WHAT YOU WILL DO:
In the entries below, every line with the string "EXCLUDE" is to be reported.

LISTED ENTRIES:

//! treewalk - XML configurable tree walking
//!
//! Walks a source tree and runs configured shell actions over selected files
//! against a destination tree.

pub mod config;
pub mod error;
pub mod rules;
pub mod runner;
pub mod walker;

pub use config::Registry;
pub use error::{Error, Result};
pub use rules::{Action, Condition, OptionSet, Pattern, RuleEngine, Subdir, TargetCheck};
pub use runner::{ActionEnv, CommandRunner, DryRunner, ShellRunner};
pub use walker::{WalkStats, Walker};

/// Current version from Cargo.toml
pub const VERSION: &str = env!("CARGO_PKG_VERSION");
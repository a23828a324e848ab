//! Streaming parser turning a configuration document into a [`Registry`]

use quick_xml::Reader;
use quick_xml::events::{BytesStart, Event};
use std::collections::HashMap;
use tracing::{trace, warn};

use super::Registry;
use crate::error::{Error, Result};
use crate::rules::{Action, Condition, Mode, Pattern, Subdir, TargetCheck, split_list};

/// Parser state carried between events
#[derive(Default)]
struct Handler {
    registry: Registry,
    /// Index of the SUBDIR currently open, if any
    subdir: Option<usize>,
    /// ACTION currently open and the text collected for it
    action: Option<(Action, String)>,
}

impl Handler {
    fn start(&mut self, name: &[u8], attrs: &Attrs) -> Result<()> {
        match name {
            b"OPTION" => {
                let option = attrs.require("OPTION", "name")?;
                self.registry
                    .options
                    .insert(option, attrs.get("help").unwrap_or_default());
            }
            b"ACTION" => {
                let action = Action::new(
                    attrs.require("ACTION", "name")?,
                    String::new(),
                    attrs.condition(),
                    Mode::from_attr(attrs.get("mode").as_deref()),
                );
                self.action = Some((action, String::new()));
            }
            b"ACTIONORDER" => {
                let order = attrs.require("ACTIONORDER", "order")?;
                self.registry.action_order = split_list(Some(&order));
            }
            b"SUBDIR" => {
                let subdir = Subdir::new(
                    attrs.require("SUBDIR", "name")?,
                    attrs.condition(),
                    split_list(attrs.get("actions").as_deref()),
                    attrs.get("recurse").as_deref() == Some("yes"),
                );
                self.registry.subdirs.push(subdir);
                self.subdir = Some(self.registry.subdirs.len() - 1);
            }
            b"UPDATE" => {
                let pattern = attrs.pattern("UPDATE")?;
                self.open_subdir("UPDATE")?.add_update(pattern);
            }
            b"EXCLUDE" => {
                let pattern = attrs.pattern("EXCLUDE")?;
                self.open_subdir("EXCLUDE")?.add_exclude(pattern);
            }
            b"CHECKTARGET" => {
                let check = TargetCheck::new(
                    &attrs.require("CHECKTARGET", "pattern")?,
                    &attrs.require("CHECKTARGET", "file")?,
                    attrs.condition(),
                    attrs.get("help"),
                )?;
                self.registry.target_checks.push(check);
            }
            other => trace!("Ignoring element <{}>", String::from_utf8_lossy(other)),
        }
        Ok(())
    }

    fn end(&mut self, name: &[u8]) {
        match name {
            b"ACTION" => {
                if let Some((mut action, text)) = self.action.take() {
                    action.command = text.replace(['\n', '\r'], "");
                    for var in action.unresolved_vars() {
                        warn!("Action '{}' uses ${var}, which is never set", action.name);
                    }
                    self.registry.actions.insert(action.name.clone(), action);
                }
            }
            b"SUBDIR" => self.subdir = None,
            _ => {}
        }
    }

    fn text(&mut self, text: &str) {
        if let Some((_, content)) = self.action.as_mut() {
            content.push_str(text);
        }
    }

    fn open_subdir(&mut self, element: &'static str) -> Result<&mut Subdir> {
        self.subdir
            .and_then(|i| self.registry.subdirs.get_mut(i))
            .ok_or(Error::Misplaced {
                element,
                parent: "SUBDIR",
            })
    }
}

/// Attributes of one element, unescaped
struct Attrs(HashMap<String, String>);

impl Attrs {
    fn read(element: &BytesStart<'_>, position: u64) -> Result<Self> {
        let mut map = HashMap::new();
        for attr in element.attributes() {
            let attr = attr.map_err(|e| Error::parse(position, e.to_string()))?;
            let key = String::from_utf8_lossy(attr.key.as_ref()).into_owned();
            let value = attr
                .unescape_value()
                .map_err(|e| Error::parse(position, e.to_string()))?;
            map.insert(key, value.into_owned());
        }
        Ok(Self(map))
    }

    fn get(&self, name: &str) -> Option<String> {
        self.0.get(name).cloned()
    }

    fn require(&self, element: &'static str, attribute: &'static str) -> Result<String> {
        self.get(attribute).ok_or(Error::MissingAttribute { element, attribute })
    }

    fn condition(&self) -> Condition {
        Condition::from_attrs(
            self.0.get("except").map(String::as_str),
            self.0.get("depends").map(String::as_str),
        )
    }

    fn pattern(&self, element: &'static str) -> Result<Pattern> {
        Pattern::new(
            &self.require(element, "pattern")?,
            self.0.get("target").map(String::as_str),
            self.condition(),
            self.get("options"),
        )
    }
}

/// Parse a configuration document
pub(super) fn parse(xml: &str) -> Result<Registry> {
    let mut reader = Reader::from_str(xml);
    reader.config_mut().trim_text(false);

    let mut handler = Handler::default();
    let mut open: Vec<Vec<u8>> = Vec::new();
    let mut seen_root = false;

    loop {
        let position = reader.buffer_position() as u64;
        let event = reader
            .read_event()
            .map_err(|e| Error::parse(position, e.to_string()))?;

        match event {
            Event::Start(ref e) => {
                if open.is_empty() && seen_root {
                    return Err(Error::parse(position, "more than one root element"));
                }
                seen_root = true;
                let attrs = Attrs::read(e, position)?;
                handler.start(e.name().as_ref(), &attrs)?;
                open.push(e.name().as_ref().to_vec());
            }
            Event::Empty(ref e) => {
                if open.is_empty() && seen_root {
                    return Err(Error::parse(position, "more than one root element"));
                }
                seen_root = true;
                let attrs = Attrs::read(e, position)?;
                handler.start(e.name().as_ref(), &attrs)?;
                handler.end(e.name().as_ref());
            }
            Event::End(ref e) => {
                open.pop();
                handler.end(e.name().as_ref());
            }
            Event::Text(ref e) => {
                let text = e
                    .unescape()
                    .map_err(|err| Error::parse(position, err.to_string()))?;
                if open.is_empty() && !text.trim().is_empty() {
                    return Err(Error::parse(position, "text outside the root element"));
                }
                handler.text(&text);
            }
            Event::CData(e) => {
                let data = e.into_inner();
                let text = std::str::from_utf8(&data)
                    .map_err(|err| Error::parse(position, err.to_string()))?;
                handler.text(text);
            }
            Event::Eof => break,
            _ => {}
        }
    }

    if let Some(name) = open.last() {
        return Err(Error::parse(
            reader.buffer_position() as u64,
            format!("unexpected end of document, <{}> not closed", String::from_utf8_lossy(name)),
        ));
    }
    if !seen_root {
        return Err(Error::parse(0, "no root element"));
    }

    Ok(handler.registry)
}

WRITTEN RESPONSE:
            b"EXCLUDE" => {
                let pattern = attrs.pattern("EXCLUDE")?;
                self.open_subdir("EXCLUDE")?.add_exclude(pattern);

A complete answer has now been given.